NEW DEVELOPMENT AIMS TO KNIT FORMER INDUSTRIAL SITE INTO BALTIMORE'S THRIVING WATERFRONT
The shoreline around Baltimore’s Inner Harbor is well known for its bustling urban life, but
just a mile away lies a body of water with three times the area and none of the
development. The Middle Branch waterfront, a shallow estuary south of the Inner Harbor,
is an industrial-zoned brownfield dotted with old factories and power plants and cut off
from the rest of the city by a highway, a park, a bridge, and some CSX rail tracks.
But when a struggling Middle Branch glass company finally went bankrupt in 2004, local
developer Pat Turner saw an opportunity. He purchased the company to get access to its
land, and then convinced the city to rezone the neighborhood from industrial to mixed-use
as he gradually bought up other privately owned parcels. A longtime South Baltimore
resident, Turner had a familiarity with the neighborhood and, more to the point, a stake in
it, as most of his prior work is clustered nearby. across New York City.
Dubbed Westport Waterfront, the project is unusual for more than one reason. Its size
alone is unprecedented in Baltimore, a 52-acre site that will include 4.8 million square feet
of mixed-use development, with 2,000 residential units, two hotels, 300,000 square feet of
retail, and a possible soccer arena, an estimated $1.2 billion all told.

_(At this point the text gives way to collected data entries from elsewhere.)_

//! Test utilities for pvcast.
//!
//! Provides test data factories, a scriptable [`MockProvider`], an isolated
//! [`TestDir`], and assertion macros for use across all test modules.
//!
//! # Usage
//!
//! ```rust,ignore
//! use pvcast::test_utils::*;
//!
//! let site = make_test_site("1111-2222-3333-4444");
//! let provider = MockProvider::new()
//!     .with_forecasts(&site.resource_id, day_of_records("2024-06-01", 1.5));
//! let dir = TestDir::new();
//! ```

use std::collections::HashMap;
use std::fs;
use std::io::{self, Write as IoWrite};
use std::path::{Path, PathBuf};
use std::sync::atomic::{AtomicUsize, Ordering};
use std::sync::{Arc, Mutex};
use std::time::Duration;

use chrono::{DateTime, NaiveDate, Utc};
use tokio::sync::Notify;

use crate::core::fetch_plan::FetchKind;
use crate::core::models::{ApiKey, ForecastRecord, Site};
use crate::core::provider::ForecastProvider;
use crate::error::{PvcastError, Result};
use crate::util::time::PERIOD;

/// Key whose fingerprint [`make_test_site`] assigns.
pub const TEST_KEY: &str = "test-key-1";

// =============================================================================
// Test Data Factories
// =============================================================================

/// Create a test `Site` in Sydney, facing north, owned by [`TEST_KEY`].
///
/// # Examples
///
/// ```rust,ignore
/// use pvcast::test_utils::make_test_site;
///
/// let site = make_test_site("1111-2222-3333-4444");
/// assert!(!site.excluded);
/// ```
#[must_use]
pub fn make_test_site(id: &str) -> Site {
    Site {
        resource_id: id.to_string(),
        name: format!("Site {id}"),
        capacity: 5.0,
        capacity_dc: Some(6.6),
        azimuth: 0.0,
        tilt: 20.0,
        latitude: -33.87,
        longitude: 151.21,
        install_date: None,
        loss_factor: None,
        key_fingerprint: ApiKey::new(TEST_KEY).fingerprint(),
        excluded: false,
        stale: false,
        acknowledged_azimuth: None,
    }
}

/// Create a record with `kw` as the estimate and a spread around it.
#[must_use]
pub fn make_test_record(period_start: DateTime<Utc>, kw: f64) -> ForecastRecord {
    ForecastRecord::new(period_start, kw, kw * 0.8, kw * 1.2)
}

/// 48 records covering the UTC day `date` (`YYYY-MM-DD`) at a flat `kw`.
///
/// # Panics
///
/// Panics if `date` is not a valid date.
#[must_use]
pub fn day_of_records(date: &str, kw: f64) -> Vec<ForecastRecord> {
    let day: NaiveDate = date.parse().expect("valid date");
    records_from(day.and_time(chrono::NaiveTime::MIN).and_utc(), 48, kw)
}

/// `count` consecutive records from `start` at a flat `kw`.
#[must_use]
pub fn records_from(start: DateTime<Utc>, count: usize, kw: f64) -> Vec<ForecastRecord> {
    (0..count)
        .map(|i| make_test_record(start + PERIOD * i32::try_from(i).unwrap_or(i32::MAX), kw))
        .collect()
}

/// Parse an RFC 3339 timestamp.
///
/// # Panics
///
/// Panics on invalid input.
#[must_use]
pub fn utc(s: &str) -> DateTime<Utc> {
    DateTime::parse_from_rfc3339(s)
        .expect("valid RFC 3339 timestamp")
        .with_timezone(&Utc)
}

/// Create sample config TOML content for testing.
#[must_use]
pub fn make_test_config_toml() -> String {
    r#"[general]
timeout_seconds = 30
timezone = "Australia/Sydney"

[provider]
api_keys = "test-key-1"
api_limits = "10"

[forecast]
auto_update = 0
estimate = "estimate"
"#
    .to_string()
}

// =============================================================================
// Mock Provider
// =============================================================================

/// Failure a [`MockProvider`] returns in place of data.
#[derive(Debug, Clone, Copy, PartialEq, Eq)]
pub enum MockFailure {
    Auth,
    NoSites,
    NotFound,
    Busy,
    Network,
    /// Never answers within any reasonable timeout.
    Hang,
}

impl MockFailure {
    fn into_error(self, key: &ApiKey, site: Option<&str>) -> PvcastError {
        let site = site.unwrap_or("unknown").to_string();
        match self {
            Self::Auth => PvcastError::AuthFailed { key: key.redacted() },
            Self::NoSites => PvcastError::NoSites { key: key.redacted() },
            Self::NotFound => PvcastError::SiteNotFound { site },
            Self::Busy => PvcastError::ProviderBusy { key: key.redacted() },
            Self::Network | Self::Hang => PvcastError::Network("connection reset".to_string()),
        }
    }
}

/// A recorded provider call.
#[derive(Debug, Clone, PartialEq, Eq)]
pub struct MockCall {
    pub key_fingerprint: String,
    pub site: Option<String>,
    pub kind: FetchKind,
}

pub type Scripted<T> = std::result::Result<T, MockFailure>;

/// Scriptable in-memory [`ForecastProvider`].
///
/// Unscripted sites answer with no records; unscripted keys answer with no
/// sites. With a gate installed, every forecast request waits for
/// [`MockProvider::release`] before answering.
#[derive(Debug, Default)]
pub struct MockProvider {
    sites: Mutex<HashMap<String, Scripted<Vec<Site>>>>,
    forecasts: Mutex<HashMap<String, Scripted<Vec<ForecastRecord>>>>,
    actuals: Mutex<HashMap<String, Scripted<Vec<ForecastRecord>>>>,
    calls: Mutex<Vec<MockCall>>,
    sites_calls: AtomicUsize,
    forecast_calls: AtomicUsize,
    actuals_calls: AtomicUsize,
    gate: Option<Arc<Notify>>,
    entered: Arc<Notify>,
}

impl MockProvider {
    #[must_use]
    pub fn new() -> Self {
        Self::default()
    }

    #[must_use]
    pub fn with_sites(self, key: &ApiKey, sites: Vec<Site>) -> Self {
        self.set_sites(key, Ok(sites));
        self
    }

    #[must_use]
    pub fn with_sites_failure(self, key: &ApiKey, failure: MockFailure) -> Self {
        self.set_sites(key, Err(failure));
        self
    }

    #[must_use]
    pub fn with_forecasts(self, site: &str, records: Vec<ForecastRecord>) -> Self {
        self.set_forecasts(site, Ok(records));
        self
    }

    #[must_use]
    pub fn with_forecast_failure(self, site: &str, failure: MockFailure) -> Self {
        self.set_forecasts(site, Err(failure));
        self
    }

    #[must_use]
    pub fn with_actuals(self, site: &str, records: Vec<ForecastRecord>) -> Self {
        lock(&self.actuals).insert(site.to_string(), Ok(records));
        self
    }

    #[must_use]
    pub fn with_actuals_failure(self, site: &str, failure: MockFailure) -> Self {
        lock(&self.actuals).insert(site.to_string(), Err(failure));
        self
    }

    /// Hold every forecast request until [`Self::release`] is called.
    #[must_use]
    pub fn gated(mut self) -> Self {
        self.gate = Some(Arc::new(Notify::new()));
        self
    }

    /// Replace the scripted sites for `key`.
    pub fn set_sites(&self, key: &ApiKey, response: Scripted<Vec<Site>>) {
        lock(&self.sites).insert(key.fingerprint(), response);
    }

    /// Replace the scripted forecasts for `site`.
    pub fn set_forecasts(&self, site: &str, response: Scripted<Vec<ForecastRecord>>) {
        lock(&self.forecasts).insert(site.to_string(), response);
    }

    /// Let one gated forecast request through.
    pub fn release(&self) {
        if let Some(gate) = &self.gate {
            gate.notify_one();
        }
    }

    /// Wait until a forecast request has started.
    pub async fn wait_for_request(&self) {
        self.entered.notified().await;
    }

    #[must_use]
    pub fn sites_calls(&self) -> usize {
        self.sites_calls.load(Ordering::SeqCst)
    }

    #[must_use]
    pub fn forecast_calls(&self) -> usize {
        self.forecast_calls.load(Ordering::SeqCst)
    }

    #[must_use]
    pub fn actuals_calls(&self) -> usize {
        self.actuals_calls.load(Ordering::SeqCst)
    }

    /// Every call in the order received.
    #[must_use]
    pub fn calls(&self) -> Vec<MockCall> {
        lock(&self.calls).clone()
    }

    fn record(&self, key: &ApiKey, site: Option<&str>, kind: FetchKind) {
        lock(&self.calls).push(MockCall {
            key_fingerprint: key.fingerprint(),
            site: site.map(ToString::to_string),
            kind,
        });
    }

    async fn answer<T: Clone + Default>(
        scripted: Option<Scripted<T>>,
        key: &ApiKey,
        site: Option<&str>,
    ) -> Result<T> {
        match scripted {
            None => Ok(T::default()),
            Some(Ok(value)) => Ok(value),
            Some(Err(MockFailure::Hang)) => {
                tokio::time::sleep(Duration::from_secs(3600)).await;
                Err(MockFailure::Hang.into_error(key, site))
            }
            Some(Err(failure)) => Err(failure.into_error(key, site)),
        }
    }
}

fn lock<T>(mutex: &Mutex<T>) -> std::sync::MutexGuard<'_, T> {
    mutex.lock().unwrap_or_else(std::sync::PoisonError::into_inner)
}

impl ForecastProvider for MockProvider {
    async fn rooftop_sites(&self, key: &ApiKey) -> Result<Vec<Site>> {
        self.sites_calls.fetch_add(1, Ordering::SeqCst);
        self.record(key, None, FetchKind::Sites);
        let scripted = lock(&self.sites).get(&key.fingerprint()).cloned();
        let sites: Vec<Site> = Self::answer(scripted, key, None).await?;
        if sites.is_empty() {
            return Err(PvcastError::NoSites { key: key.redacted() });
        }
        Ok(sites
            .into_iter()
            .map(|s| Site {
                key_fingerprint: key.fingerprint(),
                ..s
            })
            .collect())
    }

    async fn forecasts(&self, key: &ApiKey, site: &str, _hours: u32) -> Result<Vec<ForecastRecord>> {
        self.forecast_calls.fetch_add(1, Ordering::SeqCst);
        self.record(key, Some(site), FetchKind::Forecasts);
        self.entered.notify_one();
        if let Some(gate) = &self.gate {
            gate.notified().await;
        }
        let scripted = lock(&self.forecasts).get(site).cloned();
        Self::answer(scripted, key, Some(site)).await
    }

    async fn estimated_actuals(
        &self,
        key: &ApiKey,
        site: &str,
        _hours: u32,
    ) -> Result<Vec<ForecastRecord>> {
        self.actuals_calls.fetch_add(1, Ordering::SeqCst);
        self.record(key, Some(site), FetchKind::EstimatedActuals);
        let scripted = lock(&self.actuals).get(site).cloned();
        Self::answer(scripted, key, Some(site)).await
    }
}

// =============================================================================
// Test Directory
// =============================================================================

/// An isolated temporary directory, removed on drop.
///
/// # Examples
///
/// ```rust,ignore
/// use pvcast::test_utils::TestDir;
///
/// let dir = TestDir::new();
/// dir.create_file("config.toml", "[general]\ntimeout_seconds = 30");
/// assert!(dir.file_exists("config.toml"));
/// ```
pub struct TestDir {
    inner: tempfile::TempDir,
}

impl TestDir {
    /// Create a new isolated temporary directory.
    ///
    /// # Panics
    ///
    /// Panics if the temporary directory cannot be created.
    #[must_use]
    pub fn new() -> Self {
        Self {
            inner: tempfile::tempdir().expect("Failed to create temp directory"),
        }
    }

    #[must_use]
    pub fn path(&self) -> &Path {
        self.inner.path()
    }

    /// Create a file with the given content, creating parents as needed.
    ///
    /// # Panics
    ///
    /// Panics if the file cannot be created or written.
    pub fn create_file(&self, name: &str, content: &str) {
        let path = self.inner.path().join(name);
        if let Some(parent) = path.parent() {
            fs::create_dir_all(parent).expect("Failed to create parent directories");
        }
        let mut file = fs::File::create(&path).expect("Failed to create test file");
        file.write_all(content.as_bytes())
            .expect("Failed to write test file");
    }

    /// Read a file from the temporary directory.
    ///
    /// # Errors
    ///
    /// Returns an error if the file cannot be read.
    pub fn read_file(&self, name: &str) -> io::Result<String> {
        fs::read_to_string(self.inner.path().join(name))
    }

    #[must_use]
    pub fn file_exists(&self, name: &str) -> bool {
        self.inner.path().join(name).exists()
    }

    #[must_use]
    pub fn file_path(&self, name: &str) -> PathBuf {
        self.inner.path().join(name)
    }
}

impl Default for TestDir {
    fn default() -> Self {
        Self::new()
    }
}

// =============================================================================
// Assertion Macros
// =============================================================================

/// Assert approximate floating point equality.
///
/// # Examples
///
/// ```rust,ignore
/// use pvcast::assert_float_eq;
///
/// assert_float_eq!(2.0, 2.0000000001);
/// assert_float_eq!(2.0, 2.05, 0.1); // Custom epsilon
/// ```
#[macro_export]
macro_rules! assert_float_eq {
    ($left:expr, $right:expr) => {
        $crate::assert_float_eq!($left, $right, 1e-9)
    };
    ($left:expr, $right:expr, $epsilon:expr) => {{
        let left: f64 = $left;
        let right: f64 = $right;
        let epsilon: f64 = $epsilon;
        assert!(
            (left - right).abs() < epsilon,
            "Float equality assertion failed: {} != {} (epsilon: {})",
            left,
            right,
            epsilon
        );
    }};
}

/// Assert that a string does NOT contain ANSI escape codes.
#[macro_export]
macro_rules! assert_no_ansi_codes {
    ($text:expr) => {
        let text = $text;
        assert!(
            !text.contains('\x1b'),
            "Expected string to NOT contain ANSI escape codes.\n\nActual string:\n{:?}",
            text
        );
    };
}

#[cfg(test)]
mod tests {
    use super::*;

    #[test]
    fn day_of_records_is_aligned() {
        let records = day_of_records("2024-06-01", 1.0);
        assert_eq!(records.len(), 48);
        assert!(records.iter().all(ForecastRecord::is_well_formed));
        assert_eq!(records[47].period_start, utc("2024-06-01T23:30:00Z"));
    }

    #[tokio::test]
    async fn mock_records_calls() {
        let key = ApiKey::new(TEST_KEY);
        let provider = MockProvider::new()
            .with_forecast_failure("1111-1111-1111-1111", MockFailure::Busy);
        assert!(provider.forecasts(&key, "1111-1111-1111-1111", 24).await.is_err());
        assert!(provider.forecasts(&key, "2222-2222-2222-2222", 24).await.unwrap().is_empty());
        assert!(matches!(
            provider.rooftop_sites(&key).await,
            Err(PvcastError::NoSites { .. })
        ));
        assert_eq!(provider.forecast_calls(), 2);
        assert_eq!(provider.calls().len(), 3);
    }
}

While other
waterfront developments have a hard time attracting public transit because they are not
sufficiently dense, the Westport site already has a light rail stop at its center. Turner plans
to use that station as the seed of a dense multimodal network, including wide sidewalks
and a link to the city’s bike trail.
Currently, the development team is constructing two thousand linear feet of wetlands
along the shoreline using federal stimulus money. By fall, they will be starting on
Westport’s streets and public spaces by local design company Parameter and
Ehrenkrantz Eckstut & Kuhn Architects, based on a multi-density masterplan by Field
Operations. “Field Operations’ low-rise scheme yielded some interesting townhouses and
lowrise condos, which we incorporated into the site,” said Chris Pfaffle of Parameter. “The
high-density one had too much density, but we took its verticality and organization around
a main boulevard.”
Perhaps the most unusual thing about Westport is its scant opposition. To help fund
infrastructure on the site, Baltimore issued the largest Tax Increment Financing plan in
the city’s history, in anticipation of a sharp rise in property taxes from the current $93,000
per year to the estimated $43 million they will take in once the site is fully developed.
For their part, the adjacent Westport community is enjoying the attentions of Turner, who
has been reaching out by planting trees and hiring locals to clean up the waterfront. The
development will above all mean new access to the waterfront, which for 120 years has
been privately owned and blocked by warehouses and factories. “They’ve lived in the
shadows of smokestacks for many years,” Turner said.